Figure 3.6. Example of two pilot wells configuration: (a) the streamlines that were in the base of the two pilot wells configuration (b) pilot wells configuration, showing two groups of pilot wells, each one adapted

according streamline paths.

 Production data: the outcome analysis of the NQDS values and production curves during diagnosis step. Taking the example shown in Figure 3.7a, the production curves reveal the earlier breakthrough, and the NQDS values the lower Qw, highlighting the importance of the cross plots analysis and the complexity of the flow behavior. For this well, the best models show severe deviations and in that sense the properties distributions of those models are not very useful.

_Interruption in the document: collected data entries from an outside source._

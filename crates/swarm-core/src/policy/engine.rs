//! Layered tool-visibility evaluation

use std::collections::BTreeSet;
use std::sync::Arc;

use tracing::{debug, warn};

use super::groups::{GroupTable, FULL_PROFILE, LEAF_DENY_GROUP, SUBAGENT_DENY_GROUP};
use super::layers::PolicyLayer;
use crate::tool::{ToolManager, ToolView};

/// Who is asking for a tool set
#[derive(Debug, Clone, Copy, PartialEq, Eq)]
pub enum CallerKind {
    /// A top-level agent run
    Agent,
    /// A subagent that may still spawn
    Subagent,
    /// A subagent at the maximum spawn depth
    LeafSubagent,
}

impl CallerKind {
    /// Caller kind for a task running at `depth` under `max_depth`
    pub fn for_depth(depth: u32, max_depth: u32) -> Self {
        if depth == 0 {
            Self::Agent
        } else if depth >= max_depth {
            Self::LeafSubagent
        } else {
            Self::Subagent
        }
    }

    fn extra_layers(self) -> Vec<PolicyLayer> {
        match self {
            Self::Agent => vec![],
            Self::Subagent => vec![PolicyLayer::deny_group(SUBAGENT_DENY_GROUP)],
            Self::LeafSubagent => vec![
                PolicyLayer::deny_group(SUBAGENT_DENY_GROUP),
                PolicyLayer::deny_group(LEAF_DENY_GROUP),
            ],
        }
    }
}

/// Stateless policy evaluator over a static group table
#[derive(Debug, Clone, Default)]
pub struct PolicyEngine {
    groups: Arc<GroupTable>,
}

impl PolicyEngine {
    pub fn new(groups: GroupTable) -> Self {
        Self {
            groups: Arc::new(groups),
        }
    }

    pub fn groups(&self) -> &GroupTable {
        &self.groups
    }

    /// Apply `layers` in order to `all_tools` and return the visible names
    pub fn evaluate(&self, all_tools: &BTreeSet<String>, layers: &[PolicyLayer]) -> BTreeSet<String> {
        let mut allowed = all_tools.clone();

        for layer in layers {
            match layer {
                PolicyLayer::Profile(name) => {
                    if name == FULL_PROFILE {
                        continue;
                    }
                    match self.groups.profile(name) {
                        Some(members) => {
                            let members = self.groups.expand(members, all_tools);
                            allowed.retain(|t| members.contains(t));
                        }
                        None => {
                            warn!(profile = %name, "Unknown tool profile, using full");
                        }
                    }
                }
                PolicyLayer::Allow(list) => {
                    if list.is_empty() {
                        continue;
                    }
                    let members = self.groups.expand(list, all_tools);
                    allowed.retain(|t| members.contains(t));
                }
                PolicyLayer::Deny(list) => {
                    let members = self.groups.expand(list, all_tools);
                    allowed.retain(|t| !members.contains(t));
                }
                PolicyLayer::AlsoAllow(list) => {
                    let members = self.groups.expand(list, all_tools);
                    allowed.extend(members.into_iter().filter(|t| all_tools.contains(t)));
                }
            }
        }

        allowed
    }

    /// Build the per-task tool view for `caller`.
    ///
    /// Aliases in the layers are resolved to canonical names first, then the
    /// caller's fixed deny sets are appended after the configured layers.
    pub fn filter_tools(
        &self,
        registry: &Arc<ToolManager>,
        layers: &[PolicyLayer],
        caller: CallerKind,
    ) -> ToolView {
        let universe = registry.tool_names();
        let mut resolved: Vec<PolicyLayer> = layers
            .iter()
            .cloned()
            .map(|l| l.map_names(|n| registry.resolve(&n).to_string()))
            .collect();
        resolved.extend(caller.extra_layers());

        let allowed = self.evaluate(&universe, &resolved);
        debug!(
            caller = ?caller,
            visible = allowed.len(),
            total = universe.len(),
            "Filtered tool set"
        );
        registry.view(allowed)
    }
}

To correct these deviations, the pilot wells configuration should lead to profound modifications in the geological framework of the region such as, adding or eliminating stratigraphic barriers, building new

sedimentary features. Each action must take into account the set of information’s previously described. The streamlines method would reveal if the water production is influenced by one or more injectors and/or by the OWC, and if so, in which periods and what are the main flow patterns. The geological background would inform the sedimentary features that could act as a preferred path to the fluids flow or as a barrier (e.g. sedimentary channel and a stratigraphic barrier, respectively). Figure 3.7b shows a less complicated example. Although most models record a lower Qw, the production curves and the NQDS plot show only few models approaching the observed flow behavior (models inside the black rectangle). For these cases and as a first approach, the pilot wells are used to fix and mimic the facies and petrophysical properties observed in these best models, that is, the pilot wells properties are extracted from best models at each pilot well location. Nevertheless, the pilot wells configuration is mainly determined by the streamline analysis.

Figure 3.7. Production curves and NQDS values: (a) well B-2H, showing a generalized earlier water breakthrough and lower Q ; (b) well B-4DH, showing a lower Q for most models.

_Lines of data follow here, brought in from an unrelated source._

//! Static tool group and profile tables

use std::collections::{BTreeSet, HashMap};

/// Prefix marking a group reference inside a policy list
pub const GROUP_PREFIX: &str = "group:";

/// Tools a subagent never sees
pub const SUBAGENT_DENY_GROUP: &str = "group:subagent_deny";

/// Additional tools hidden from subagents at the maximum spawn depth
pub const LEAF_DENY_GROUP: &str = "group:leaf_deny";

/// Profile that leaves the tool set untouched
pub const FULL_PROFILE: &str = "full";

/// Wildcard entry matching the whole tool universe
pub const WILDCARD: &str = "*";

fn names(list: &[&str]) -> Vec<String> {
    list.iter().map(|s| s.to_string()).collect()
}

/// Named groups and profiles used to expand policy lists
#[derive(Debug, Clone)]
pub struct GroupTable {
    groups: HashMap<String, Vec<String>>,
    profiles: HashMap<String, Vec<String>>,
}

impl GroupTable {
    /// Empty table (no groups, no profiles besides `full`)
    pub fn empty() -> Self {
        Self {
            groups: HashMap::new(),
            profiles: HashMap::new(),
        }
    }

    /// Built-in groups and profiles
    pub fn builtin() -> Self {
        Self::empty()
            .with_group("group:fs", &["read_file", "write_file", "edit_file", "list_files"])
            .with_group("group:runtime", &["exec", "process"])
            .with_group("group:web", &["web_search", "web_fetch"])
            .with_group("group:memory", &["memory_search", "memory_get"])
            .with_group(
                "group:sessions",
                &[
                    "sessions_list",
                    "sessions_history",
                    "sessions_send",
                    "session_status",
                    "spawn",
                    "subagents",
                ],
            )
            .with_group("group:delegation", &["delegate"])
            .with_group("group:messaging", &["message"])
            .with_group(
                SUBAGENT_DENY_GROUP,
                &[
                    "gateway",
                    "agents_list",
                    "session_status",
                    "cron",
                    "memory_search",
                    "memory_get",
                    "sessions_send",
                ],
            )
            .with_group(
                LEAF_DENY_GROUP,
                &["sessions_list", "sessions_history", "spawn", "subagents"],
            )
            .with_profile("minimal", &["session_status"])
            .with_profile(
                "coding",
                &[
                    "group:fs",
                    "group:runtime",
                    "group:sessions",
                    "group:memory",
                    "group:delegation",
                ],
            )
            .with_profile(
                "messaging",
                &[
                    "group:messaging",
                    "sessions_list",
                    "sessions_history",
                    "sessions_send",
                    "session_status",
                ],
            )
    }

    pub fn with_group(mut self, name: &str, members: &[&str]) -> Self {
        self.groups.insert(name.to_string(), names(members));
        self
    }

    pub fn with_profile(mut self, name: &str, members: &[&str]) -> Self {
        self.profiles.insert(name.to_string(), names(members));
        self
    }

    /// Members of a profile; `None` for unknown names. `full` has no member list.
    pub fn profile(&self, name: &str) -> Option<&[String]> {
        self.profiles.get(name).map(Vec::as_slice)
    }

    pub fn has_profile(&self, name: &str) -> bool {
        name == FULL_PROFILE || self.profiles.contains_key(name)
    }

    /// Expand a policy list into concrete tool names.
    ///
    /// Groups may reference other groups; `*` expands to `universe`.
    /// Names that are not groups pass through unchanged, whether or not the
    /// tool exists.
    pub fn expand(&self, entries: &[String], universe: &BTreeSet<String>) -> BTreeSet<String> {
        let mut out = BTreeSet::new();
        let mut visiting = Vec::new();
        for entry in entries {
            self.expand_into(entry, universe, &mut out, &mut visiting);
        }
        out
    }

    fn expand_into(
        &self,
        entry: &str,
        universe: &BTreeSet<String>,
        out: &mut BTreeSet<String>,
        visiting: &mut Vec<String>,
    ) {
        if entry == WILDCARD {
            out.extend(universe.iter().cloned());
            return;
        }
        if !entry.starts_with(GROUP_PREFIX) {
            out.insert(entry.to_string());
            return;
        }
        // Cycle guard
        if visiting.iter().any(|v| v == entry) {
            return;
        }
        if let Some(members) = self.groups.get(entry) {
            visiting.push(entry.to_string());
            for member in members {
                self.expand_into(member, universe, out, visiting);
            }
            visiting.pop();
        }
    }
}

impl Default for GroupTable {
    fn default() -> Self {
        Self::builtin()
    }
}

In this study, the main goal of the pilot wells method is to modify the geological heterogeneity by including new sedimentary features or changing existing ones. This is done by handling the facies logs at the pilot wells locations and, consequently, altering and adjusting the reservoir petrophysical properties.

At the end of the methodology, all the OF included in the matching process should have models inside the acceptance range.

4. Application

The methods presented in this work are applied to the Norne field benchmark case, based on real field data. The Norne project is established between the IO Center, NTNU, and Norne field Operations (Statoil, ENI and Petoro) to provide a real dataset to different research groups in order to evaluate and compare different methods for history matching and ultimately closed-loop reservoir management (Rwechungura et al., 2010). This study is limited to the information’s and datasets that are available in the Norne field benchmark case that somehow is incomplete. In this way, one of the goals of this work is also to improve and add new information to this dataset. The application presents the main features of the Norne field (geological framework and simulation model).